***** PROVIDED RECORDS *****

//! # Web API Application State
//!
//! Shared state for the web API: the two backend handles, injected once at
//! process start. Handlers see only the capability traits, so tests can
//! substitute deterministic backends; the "exactly one handle per backend"
//! invariant holds without any global mutable state.

use std::sync::Arc;

use crate::clients::{CacheStore, DocumentStore};

/// Shared application state for the web API.
#[derive(Clone)]
pub struct AppState {
    /// Document store handle (liveness + count queries).
    pub store: Arc<dyn DocumentStore>,

    /// Cache store handle (liveness; the key-value operations are consumed
    /// by other parts of the application, not the reporting path).
    pub cache: Arc<dyn CacheStore>,
}
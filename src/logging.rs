//! # Structured Logging Module
//!
//! Environment-aware structured logging to stdout. Connection lifecycle and
//! query-time failures are only observable here, so the log stream is the
//! single operability surface of the soft-fail design.

use std::sync::OnceLock;
use tracing_subscriber::{fmt, layer::SubscriberExt, util::SubscriberInitExt, EnvFilter, Layer};

static LOGGER_INITIALIZED: OnceLock<()> = OnceLock::new();

/// Initialize structured logging with environment-specific configuration
pub fn init_structured_logging() {
    LOGGER_INITIALIZED.get_or_init(|| {
        let environment = get_environment();
        let log_level = get_log_level(&environment);

        let filter = EnvFilter::try_from_default_env().unwrap_or_else(|_| EnvFilter::new(log_level));

        let subscriber = tracing_subscriber::registry().with(
            fmt::layer()
                .with_target(true)
                .with_level(true)
                .with_filter(filter),
        );

        // Use try_init to avoid panic if a global subscriber already exists
        // (integration tests may initialize more than once).
        if subscriber.try_init().is_err() {
            tracing::debug!("Global tracing subscriber already initialized - continuing");
        }

        tracing::info!(
            environment = %environment,
            "Structured logging initialized"
        );
    });
}

/// Get current environment from environment variables
fn get_environment() -> String {
    std::env::var("APP_ENV")
        .or_else(|_| std::env::var("NODE_ENV"))
        .unwrap_or_else(|_| "development".to_string())
}

/// Get log level based on environment
fn get_log_level(environment: &str) -> String {
    match environment {
        "test" => "debug".to_string(),
        "development" => "debug".to_string(),
        "production" => "info".to_string(),
        _ => "debug".to_string(),
    }
}
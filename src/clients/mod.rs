//! # Backend Connection Components
//!
//! Each backend (MongoDB document store, Redis cache store) is wrapped by a
//! connection component that owns exactly one handle for the lifetime of
//! the process. Establishment runs asynchronously from construction, so the
//! components are usable immediately; queries issued before (or after a
//! failed) establishment soft-fail to benign defaults.
//!
//! The [`DocumentStore`] and [`CacheStore`] traits are the seam between
//! these components and the web layer: handlers depend on the traits, and
//! tests substitute deterministic implementations.

pub mod cache;
pub mod outcome;
pub mod state;
pub mod store;

pub use cache::CacheConnection;
pub use outcome::Outcome;
pub use state::ConnectionState;
pub use store::StoreConnection;

use async_trait::async_trait;

/// Capability surface of the document store wrapper.
#[async_trait]
pub trait DocumentStore: Send + Sync {
    /// Instantaneous connection liveness. Never blocks, never fails.
    fn is_alive(&self) -> bool;

    /// Count the documents in the named collection. Soft-fails to `0`.
    async fn count_documents(&self, collection: &str) -> Outcome<u64>;
}

/// Capability surface of the cache store wrapper.
#[async_trait]
pub trait CacheStore: Send + Sync {
    /// Instantaneous connection liveness. Never blocks, never fails.
    fn is_alive(&self) -> bool;

    /// Fetch the value stored under `key`. Soft-fails to `None`; a missing
    /// key and an unreachable backend are indistinguishable to the caller.
    async fn get(&self, key: &str) -> Outcome<Option<String>>;

    /// Store `value` under `key` with a backend-enforced expiry of
    /// `ttl_secs` seconds (must be > 0). Soft-fails to `false`.
    async fn set(&self, key: &str, value: &str, ttl_secs: u64) -> Outcome<bool>;

    /// Remove `key`. `true` iff a key was actually removed; `false` for
    /// "no such key" as well as for any backend failure.
    async fn delete(&self, key: &str) -> Outcome<bool>;
}
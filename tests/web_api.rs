//! Router-level scenario tests.
//!
//! Deterministic backends are injected through the `DocumentStore` /
//! `CacheStore` traits, so every backend state (connected, not yet
//! connected, failed) can be driven without racing real establishment.

use async_trait::async_trait;
use axum::body::{to_bytes, Body};
use axum::http::{Request, StatusCode};
use axum::Router;
use serde_json::{json, Value};
use std::sync::Arc;
use tower::ServiceExt;

use files_manager::clients::{CacheStore, DocumentStore, Outcome};
use files_manager::web::{self, AppState};

/// Document store double with a fixed liveness bit and per-collection
/// outcomes.
struct StubStore {
    alive: bool,
    users: Outcome<u64>,
    files: Outcome<u64>,
}

#[async_trait]
impl DocumentStore for StubStore {
    fn is_alive(&self) -> bool {
        self.alive
    }

    async fn count_documents(&self, collection: &str) -> Outcome<u64> {
        match collection {
            "users" => self.users,
            "files" => self.files,
            _ => Outcome::Degraded(0),
        }
    }
}

/// Document store double whose queries panic, to exercise the outermost
/// error boundary.
struct PanickingStore;

#[async_trait]
impl DocumentStore for PanickingStore {
    fn is_alive(&self) -> bool {
        true
    }

    async fn count_documents(&self, _collection: &str) -> Outcome<u64> {
        panic!("malformed downstream response");
    }
}

struct StubCache {
    alive: bool,
}

#[async_trait]
impl CacheStore for StubCache {
    fn is_alive(&self) -> bool {
        self.alive
    }

    async fn get(&self, _key: &str) -> Outcome<Option<String>> {
        Outcome::Success(None)
    }

    async fn set(&self, _key: &str, _value: &str, _ttl_secs: u64) -> Outcome<bool> {
        Outcome::Success(true)
    }

    async fn delete(&self, _key: &str) -> Outcome<bool> {
        Outcome::Success(false)
    }
}

fn build_app(store: impl DocumentStore + 'static, cache: impl CacheStore + 'static) -> Router {
    web::create_router(AppState {
        store: Arc::new(store),
        cache: Arc::new(cache),
    })
}

async fn get_json(app: Router, uri: &str) -> (StatusCode, Value) {
    let response = app
        .oneshot(Request::builder().uri(uri).body(Body::empty()).unwrap())
        .await
        .unwrap();
    let status = response.status();
    let body = to_bytes(response.into_body(), usize::MAX).await.unwrap();
    (status, serde_json::from_slice(&body).unwrap())
}

#[tokio::test]
async fn status_reports_both_backends_healthy() {
    let app = build_app(
        StubStore {
            alive: true,
            users: Outcome::Success(0),
            files: Outcome::Success(0),
        },
        StubCache { alive: true },
    );

    let (status, body) = get_json(app, "/status").await;
    assert_eq!(status, StatusCode::OK);
    assert_eq!(body, json!({ "redis": true, "db": true }));
}

#[tokio::test]
async fn status_reports_unreachable_store_with_reachable_cache() {
    // Fresh process start, document store unreachable, cache reachable.
    let app = build_app(
        StubStore {
            alive: false,
            users: Outcome::Degraded(0),
            files: Outcome::Degraded(0),
        },
        StubCache { alive: true },
    );

    let (status, body) = get_json(app.clone(), "/status").await;
    assert_eq!(status, StatusCode::OK);
    assert_eq!(body, json!({ "redis": true, "db": false }));

    let (status, body) = get_json(app, "/stats").await;
    assert_eq!(status, StatusCode::OK);
    assert_eq!(body, json!({ "users": 0, "files": 0 }));
}

#[tokio::test]
async fn stats_reports_collection_counts() {
    let app = build_app(
        StubStore {
            alive: true,
            users: Outcome::Success(3),
            files: Outcome::Success(10),
        },
        StubCache { alive: true },
    );

    let (status, body) = get_json(app, "/stats").await;
    assert_eq!(status, StatusCode::OK);
    assert_eq!(body, json!({ "users": 3, "files": 10 }));
}

#[tokio::test]
async fn panicking_handler_yields_500_and_process_keeps_serving() {
    let app = build_app(PanickingStore, StubCache { alive: true });

    let (status, body) = get_json(app.clone(), "/stats").await;
    assert_eq!(status, StatusCode::INTERNAL_SERVER_ERROR);
    assert_eq!(body, json!({ "error": "Internal Server Error" }));

    // The boundary recovers: the same app still answers.
    let (status, body) = get_json(app, "/status").await;
    assert_eq!(status, StatusCode::OK);
    assert_eq!(body, json!({ "redis": true, "db": true }));
}

#[tokio::test]
async fn concurrent_callers_see_only_their_own_results() {
    let app = build_app(
        StubStore {
            alive: true,
            users: Outcome::Success(3),
            files: Outcome::Success(10),
        },
        StubCache { alive: false },
    );

    let requests = (0..8).map(|i| {
        let app = app.clone();
        async move {
            if i % 2 == 0 {
                get_json(app, "/stats").await
            } else {
                get_json(app, "/status").await
            }
        }
    });

    for (i, (status, body)) in futures::future::join_all(requests).await.into_iter().enumerate() {
        assert_eq!(status, StatusCode::OK);
        if i % 2 == 0 {
            assert_eq!(body, json!({ "users": 3, "files": 10 }));
        } else {
            assert_eq!(body, json!({ "redis": false, "db": true }));
        }
    }
}
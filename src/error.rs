//! # Backend Error Types
//!
//! Typed errors for the fallible paths inside the connection components.
//! These never cross the component boundary: each public operation converts
//! its error into a degraded [`Outcome`](crate::clients::Outcome) after
//! logging, so callers only ever see well-typed defaults.

use thiserror::Error;

#[derive(Error, Debug)]
pub enum BackendError {
    #[error("document store error: {0}")]
    Store(#[from] mongodb::error::Error),

    #[error("cache store error: {0}")]
    Cache(#[from] redis::RedisError),

    /// The connection handle exists but establishment has not completed
    /// (or permanently failed). Queries against it short-circuit here
    /// instead of attempting network I/O.
    #[error("connection not established")]
    NotConnected,
}

pub type Result<T> = std::result::Result<T, BackendError>;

*****

- WHAT YOU NEED TO DO:
Without changing anything, quote the lines from the top of the data to the line that contains "global mutable state.", including that line.

- EXERCISE RESULT:
//! # Web API Application State
//!
//! Shared state for the web API: the two backend handles, injected once at
//! process start. Handlers see only the capability traits, so tests can
//! substitute deterministic backends; the "exactly one handle per backend"
//! invariant holds without any global mutable state.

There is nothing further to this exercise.